Go through the records below and report each line with "when" in it.

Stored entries
-----
//! FFmpeg command builder and runner.

use std::collections::VecDeque;
use std::path::{Path, PathBuf};
use std::process::Stdio;
use std::sync::{Arc, Mutex};
use std::time::{Duration, Instant};
use tokio::io::{AsyncBufReadExt, AsyncRead, BufReader};
use tokio::process::{Child, Command};
use tokio::task::JoinHandle;
use tracing::{debug, trace, warn};

use crate::error::{MediaError, MediaResult};
use crate::metrics;
use crate::progress::FfmpegProgress;

/// Number of diagnostic stderr lines kept for error reports.
const STDERR_TAIL_LINES: usize = 12;

/// One FFmpeg input with the arguments that precede its `-i`.
#[derive(Debug, Clone)]
struct FfmpegInput {
    args: Vec<String>,
    source: String,
}

/// Builder for FFmpeg commands.
#[derive(Debug, Clone)]
pub struct FfmpegCommand {
    /// Inputs in order; stream specifiers (`0:v`, `1:a`) follow this order
    inputs: Vec<FfmpegInput>,
    /// Output file path, or `-` for stdout
    output: String,
    /// Output arguments (after all inputs)
    output_args: Vec<String>,
    /// Whether to overwrite output
    overwrite: bool,
    /// Log level
    log_level: String,
    /// Emit `-progress pipe:2`
    progress: bool,
}

impl FfmpegCommand {
    /// Create a new FFmpeg command with a single file input.
    pub fn new(input: impl AsRef<Path>, output: impl AsRef<Path>) -> Self {
        Self::with_output(output).input(input)
    }

    /// Create a command with no inputs yet.
    pub fn with_output(output: impl AsRef<Path>) -> Self {
        Self {
            inputs: Vec::new(),
            output: output.as_ref().to_string_lossy().to_string(),
            output_args: Vec::new(),
            overwrite: true,
            log_level: "error".to_string(),
            progress: true,
        }
    }

    /// Add a file input.
    pub fn input(self, input: impl AsRef<Path>) -> Self {
        self.input_with_args(Vec::<String>::new(), input)
    }

    /// Add an input preceded by its own arguments (e.g. `-loop 1`, `-f lavfi`).
    pub fn input_with_args<I, S>(mut self, args: I, input: impl AsRef<Path>) -> Self
    where
        I: IntoIterator<Item = S>,
        S: Into<String>,
    {
        self.inputs.push(FfmpegInput {
            args: args.into_iter().map(Into::into).collect(),
            source: input.as_ref().to_string_lossy().to_string(),
        });
        self
    }

    /// Add arguments before the most recently added input.
    pub fn input_arg(mut self, arg: impl Into<String>) -> Self {
        if let Some(last) = self.inputs.last_mut() {
            last.args.push(arg.into());
        }
        self
    }

    /// Add output arguments (after -i).
    pub fn output_arg(mut self, arg: impl Into<String>) -> Self {
        self.output_args.push(arg.into());
        self
    }

    /// Add multiple output arguments.
    pub fn output_args<I, S>(mut self, args: I) -> Self
    where
        I: IntoIterator<Item = S>,
        S: Into<String>,
    {
        self.output_args.extend(args.into_iter().map(Into::into));
        self
    }

    /// Limit output duration.
    pub fn duration(self, seconds: f64) -> Self {
        self.output_arg("-t").output_arg(format!("{:.3}", seconds))
    }

    /// Set video filter.
    pub fn video_filter(self, filter: impl Into<String>) -> Self {
        self.output_arg("-vf").output_arg(filter)
    }

    /// Set audio filter.
    pub fn audio_filter(self, filter: impl Into<String>) -> Self {
        self.output_arg("-af").output_arg(filter)
    }

    /// Set filter complex.
    pub fn filter_complex(self, filter: impl Into<String>) -> Self {
        self.output_arg("-filter_complex").output_arg(filter)
    }

    /// Map a stream or filter label into the output.
    pub fn map(self, spec: impl Into<String>) -> Self {
        self.output_arg("-map").output_arg(spec)
    }

    /// Set video codec.
    pub fn video_codec(self, codec: impl Into<String>) -> Self {
        self.output_arg("-c:v").output_arg(codec)
    }

    /// Set audio codec.
    pub fn audio_codec(self, codec: impl Into<String>) -> Self {
        self.output_arg("-c:a").output_arg(codec)
    }

    /// Copy all streams without re-encoding.
    pub fn codec_copy(self) -> Self {
        self.output_arg("-c").output_arg("copy")
    }

    /// Drop the video stream.
    pub fn no_video(self) -> Self {
        self.output_arg("-vn")
    }

    /// Stop at the shortest input.
    pub fn shortest(self) -> Self {
        self.output_arg("-shortest")
    }

    /// Put the moov atom first for progressive playback.
    pub fn faststart(self) -> Self {
        self.output_arg("-movflags").output_arg("+faststart")
    }

    /// Set log level.
    pub fn log_level(mut self, level: impl Into<String>) -> Self {
        self.log_level = level.into();
        self
    }

    /// Disable `-progress` output; used when stderr is not parsed.
    pub fn without_progress(mut self) -> Self {
        self.progress = false;
        self
    }

    /// Output target as passed to FFmpeg.
    pub fn output(&self) -> &str {
        &self.output
    }

    /// Number of inputs added so far.
    pub fn input_count(&self) -> usize {
        self.inputs.len()
    }

    /// Build the command arguments.
    pub fn build_args(&self) -> Vec<String> {
        let mut args = Vec::new();

        // Overwrite flag
        if self.overwrite {
            args.push("-y".to_string());
        }

        // Log level
        args.push("-v".to_string());
        args.push(self.log_level.clone());

        // Progress output to stderr
        if self.progress {
            args.push("-progress".to_string());
            args.push("pipe:2".to_string());
        }

        for input in &self.inputs {
            args.extend(input.args.iter().cloned());
            args.push("-i".to_string());
            args.push(input.source.clone());
        }

        args.extend(self.output_args.iter().cloned());
        args.push(self.output.clone());

        args
    }
}

/// Runner for FFmpeg commands with progress tracking and a per-process timeout.
#[derive(Debug, Clone, Default)]
pub struct FfmpegRunner {
    /// Timeout for a single process
    timeout: Option<Duration>,
}

impl FfmpegRunner {
    /// Create a new runner.
    pub fn new() -> Self {
        Self { timeout: None }
    }

    /// Set timeout.
    pub fn with_timeout(mut self, timeout: Duration) -> Self {
        self.timeout = Some(timeout);
        self
    }

    pub fn timeout(&self) -> Option<Duration> {
        self.timeout
    }

    /// Run an FFmpeg command.
    pub async fn run(&self, cmd: &FfmpegCommand) -> MediaResult<()> {
        self.run_with_progress(cmd, |p| trace!(frame = p.frame, speed = p.speed, "ffmpeg progress"))
            .await
    }

    /// Run an FFmpeg command with progress callback.
    pub async fn run_with_progress<F>(&self, cmd: &FfmpegCommand, progress_callback: F) -> MediaResult<()>
    where
        F: Fn(FfmpegProgress) + Send + 'static,
    {
        // Check FFmpeg exists
        check_ffmpeg()?;

        let args = cmd.build_args();
        debug!("Running FFmpeg: ffmpeg {}", args.join(" "));

        let started = Instant::now();
        let mut child = spawn_ffmpeg(&args, Stdio::null(), Stdio::null())?;

        let stderr = child
            .stderr
            .take()
            .ok_or_else(|| MediaError::internal("FFmpeg stderr not captured"))?;
        let diagnostics = StderrCollector::spawn(stderr, progress_callback);

        let result = wait_with_timeout(&mut child, self.timeout).await;
        let tail = diagnostics.finish().await;
        metrics::record_ffmpeg_duration(started.elapsed().as_secs_f64());

        match result? {
            Some(code) if code == 0 => Ok(()),
            code => {
                warn!(exit_code = ?code, stderr = %tail, "FFmpeg failed");
                Err(MediaError::ffmpeg_failed(
                    "FFmpeg exited with non-zero status",
                    Some(tail),
                    code,
                ))
            }
        }
    }
}

/// Spawn FFmpeg with stderr piped. The process is killed when the handle drops.
pub(crate) fn spawn_ffmpeg(args: &[String], stdin: Stdio, stdout: Stdio) -> MediaResult<Child> {
    let child = Command::new("ffmpeg")
        .args(args)
        .stdin(stdin)
        .stdout(stdout)
        .stderr(Stdio::piped())
        .kill_on_drop(true)
        .spawn()?;
    Ok(child)
}

/// Wait for a child, killing it when the timeout elapses.
///
/// Returns the exit code (`None` when terminated by a signal).
pub(crate) async fn wait_with_timeout(
    child: &mut Child,
    timeout: Option<Duration>,
) -> MediaResult<Option<i32>> {
    let status = match timeout {
        Some(limit) => match tokio::time::timeout(limit, child.wait()).await {
            Ok(status) => status?,
            Err(_) => {
                warn!("FFmpeg timed out after {} seconds, killing process", limit.as_secs());
                let _ = child.kill().await;
                return Err(MediaError::Timeout(limit.as_secs()));
            }
        },
        None => child.wait().await?,
    };
    Ok(status.code())
}

/// Background reader for a child's stderr.
///
/// Progress lines go to the callback; everything else is kept as a bounded
/// tail for error reports.
pub(crate) struct StderrCollector {
    handle: JoinHandle<()>,
    tail: Arc<Mutex<VecDeque<String>>>,
}

impl StderrCollector {
    pub(crate) fn spawn<R, F>(stream: R, progress_callback: F) -> Self
    where
        R: AsyncRead + Unpin + Send + 'static,
        F: Fn(FfmpegProgress) + Send + 'static,
    {
        let tail = Arc::new(Mutex::new(VecDeque::with_capacity(STDERR_TAIL_LINES)));
        let sink = Arc::clone(&tail);

        let handle = tokio::spawn(async move {
            let mut reader = BufReader::new(stream).lines();
            let mut current = FfmpegProgress::default();

            while let Ok(Some(line)) = reader.next_line().await {
                if is_progress_key(&line) {
                    if let Some(progress) = parse_progress_line(&line, &mut current) {
                        progress_callback(progress);
                    }
                    continue;
                }
                if line.trim().is_empty() {
                    continue;
                }
                if let Ok(mut lines) = sink.lock() {
                    if lines.len() == STDERR_TAIL_LINES {
                        lines.pop_front();
                    }
                    lines.push_back(line);
                }
            }
        });

        Self { handle, tail }
    }

    /// Wait for the stream to close and return the collected tail.
    pub(crate) async fn finish(self) -> String {
        let _ = self.handle.await;
        self.tail
            .lock()
            .map(|lines| lines.iter().cloned().collect::<Vec<_>>().join("\n"))
            .unwrap_or_default()
    }
}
-----
- **Task response**:
    /// Disable `-progress` output; used when stderr is not parsed.
/// Spawn FFmpeg with stderr piped. The process is killed when the handle drops.
/// Wait for a child, killing it when the timeout elapses.
/// Returns the exit code (`None` when terminated by a signal).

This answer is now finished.